(DATA EXTRACT begins)

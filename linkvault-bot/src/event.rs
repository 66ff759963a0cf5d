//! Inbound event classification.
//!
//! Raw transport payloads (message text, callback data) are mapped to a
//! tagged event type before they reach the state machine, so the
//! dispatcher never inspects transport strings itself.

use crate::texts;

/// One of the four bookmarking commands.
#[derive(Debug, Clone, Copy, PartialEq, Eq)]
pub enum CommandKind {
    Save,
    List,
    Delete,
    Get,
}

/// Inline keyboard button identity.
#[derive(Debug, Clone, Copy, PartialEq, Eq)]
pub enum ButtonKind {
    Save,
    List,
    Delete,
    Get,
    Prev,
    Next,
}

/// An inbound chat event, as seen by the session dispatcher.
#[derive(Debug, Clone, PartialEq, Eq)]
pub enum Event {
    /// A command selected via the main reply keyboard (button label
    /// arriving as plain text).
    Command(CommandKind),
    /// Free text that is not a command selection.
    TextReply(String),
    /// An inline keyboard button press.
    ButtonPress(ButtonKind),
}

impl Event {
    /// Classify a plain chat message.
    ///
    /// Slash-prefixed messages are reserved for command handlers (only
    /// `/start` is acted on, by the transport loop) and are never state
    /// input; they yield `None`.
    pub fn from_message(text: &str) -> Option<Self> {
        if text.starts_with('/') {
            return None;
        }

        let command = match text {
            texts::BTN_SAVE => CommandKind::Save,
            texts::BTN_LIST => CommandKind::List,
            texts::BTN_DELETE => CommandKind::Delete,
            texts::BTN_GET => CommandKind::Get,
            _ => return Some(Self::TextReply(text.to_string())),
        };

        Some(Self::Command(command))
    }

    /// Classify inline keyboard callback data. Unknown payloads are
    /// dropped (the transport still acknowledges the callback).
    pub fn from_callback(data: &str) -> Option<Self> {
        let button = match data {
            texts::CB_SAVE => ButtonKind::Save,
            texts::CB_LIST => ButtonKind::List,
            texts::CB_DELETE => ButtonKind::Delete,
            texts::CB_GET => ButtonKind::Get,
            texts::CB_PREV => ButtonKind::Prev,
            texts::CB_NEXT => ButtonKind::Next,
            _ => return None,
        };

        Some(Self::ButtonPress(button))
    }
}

(DATA EXTRACT ends)
(DATA EXTRACT begins)

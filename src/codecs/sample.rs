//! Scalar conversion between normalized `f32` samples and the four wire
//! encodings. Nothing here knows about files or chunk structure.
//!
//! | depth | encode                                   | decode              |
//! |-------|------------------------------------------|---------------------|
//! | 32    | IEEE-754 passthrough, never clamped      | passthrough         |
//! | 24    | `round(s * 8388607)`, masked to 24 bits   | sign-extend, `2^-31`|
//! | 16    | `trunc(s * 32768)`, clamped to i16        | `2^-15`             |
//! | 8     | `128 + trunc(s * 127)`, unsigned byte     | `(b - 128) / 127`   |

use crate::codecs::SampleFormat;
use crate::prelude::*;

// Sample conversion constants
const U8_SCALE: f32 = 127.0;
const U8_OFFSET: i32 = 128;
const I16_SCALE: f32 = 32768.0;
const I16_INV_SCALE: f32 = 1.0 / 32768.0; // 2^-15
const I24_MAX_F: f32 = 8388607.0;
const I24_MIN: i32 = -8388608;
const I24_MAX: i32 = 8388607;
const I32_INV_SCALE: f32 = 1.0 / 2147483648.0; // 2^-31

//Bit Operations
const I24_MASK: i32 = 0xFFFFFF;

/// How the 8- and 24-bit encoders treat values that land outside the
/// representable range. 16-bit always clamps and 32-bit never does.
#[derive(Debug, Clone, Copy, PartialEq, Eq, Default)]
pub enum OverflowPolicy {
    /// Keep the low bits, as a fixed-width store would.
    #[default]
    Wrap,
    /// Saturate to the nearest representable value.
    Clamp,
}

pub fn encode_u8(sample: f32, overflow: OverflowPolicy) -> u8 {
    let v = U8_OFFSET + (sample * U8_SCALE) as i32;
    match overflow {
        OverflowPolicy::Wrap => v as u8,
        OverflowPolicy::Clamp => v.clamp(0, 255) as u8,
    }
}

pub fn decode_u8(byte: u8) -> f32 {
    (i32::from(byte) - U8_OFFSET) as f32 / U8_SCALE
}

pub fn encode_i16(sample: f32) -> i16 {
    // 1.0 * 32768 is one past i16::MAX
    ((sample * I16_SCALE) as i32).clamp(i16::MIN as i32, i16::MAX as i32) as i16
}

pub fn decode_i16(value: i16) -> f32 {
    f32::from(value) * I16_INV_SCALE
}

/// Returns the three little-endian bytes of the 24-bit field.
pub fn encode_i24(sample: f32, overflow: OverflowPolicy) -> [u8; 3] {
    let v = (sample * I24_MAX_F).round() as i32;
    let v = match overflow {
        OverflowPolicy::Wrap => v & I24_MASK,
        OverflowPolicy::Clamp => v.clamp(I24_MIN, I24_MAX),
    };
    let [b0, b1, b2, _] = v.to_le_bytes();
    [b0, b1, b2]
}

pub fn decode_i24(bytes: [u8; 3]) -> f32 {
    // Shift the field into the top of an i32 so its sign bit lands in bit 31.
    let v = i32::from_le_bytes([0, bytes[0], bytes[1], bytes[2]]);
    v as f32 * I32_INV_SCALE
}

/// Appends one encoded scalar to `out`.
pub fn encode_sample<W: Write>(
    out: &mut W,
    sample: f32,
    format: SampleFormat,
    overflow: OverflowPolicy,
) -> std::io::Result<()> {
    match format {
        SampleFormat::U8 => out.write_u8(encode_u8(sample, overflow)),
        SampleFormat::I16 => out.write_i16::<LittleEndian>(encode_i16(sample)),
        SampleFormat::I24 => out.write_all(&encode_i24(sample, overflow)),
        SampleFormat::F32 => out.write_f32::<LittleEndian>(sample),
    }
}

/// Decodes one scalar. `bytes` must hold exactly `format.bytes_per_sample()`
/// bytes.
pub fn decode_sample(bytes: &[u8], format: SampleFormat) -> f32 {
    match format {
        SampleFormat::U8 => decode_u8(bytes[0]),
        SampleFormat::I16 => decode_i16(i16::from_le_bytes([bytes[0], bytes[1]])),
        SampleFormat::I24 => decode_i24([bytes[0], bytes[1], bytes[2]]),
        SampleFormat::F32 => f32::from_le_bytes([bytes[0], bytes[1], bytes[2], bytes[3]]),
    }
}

(DATA EXTRACT ends)

WHAT IS BEING ASKED:
Reproduce only the lines above, starting at the line with "filename linkvault-bot/src/event.rs" and ending at the line with "machine, so the", exactly as written.

THE ANSWER:
filename linkvault-bot/src/event.rs
repository 66ff759963a0cf5d
//! Inbound event classification.
//!
//! Raw transport payloads (message text, callback data) are mapped to a
//! tagged event type before they reach the state machine, so the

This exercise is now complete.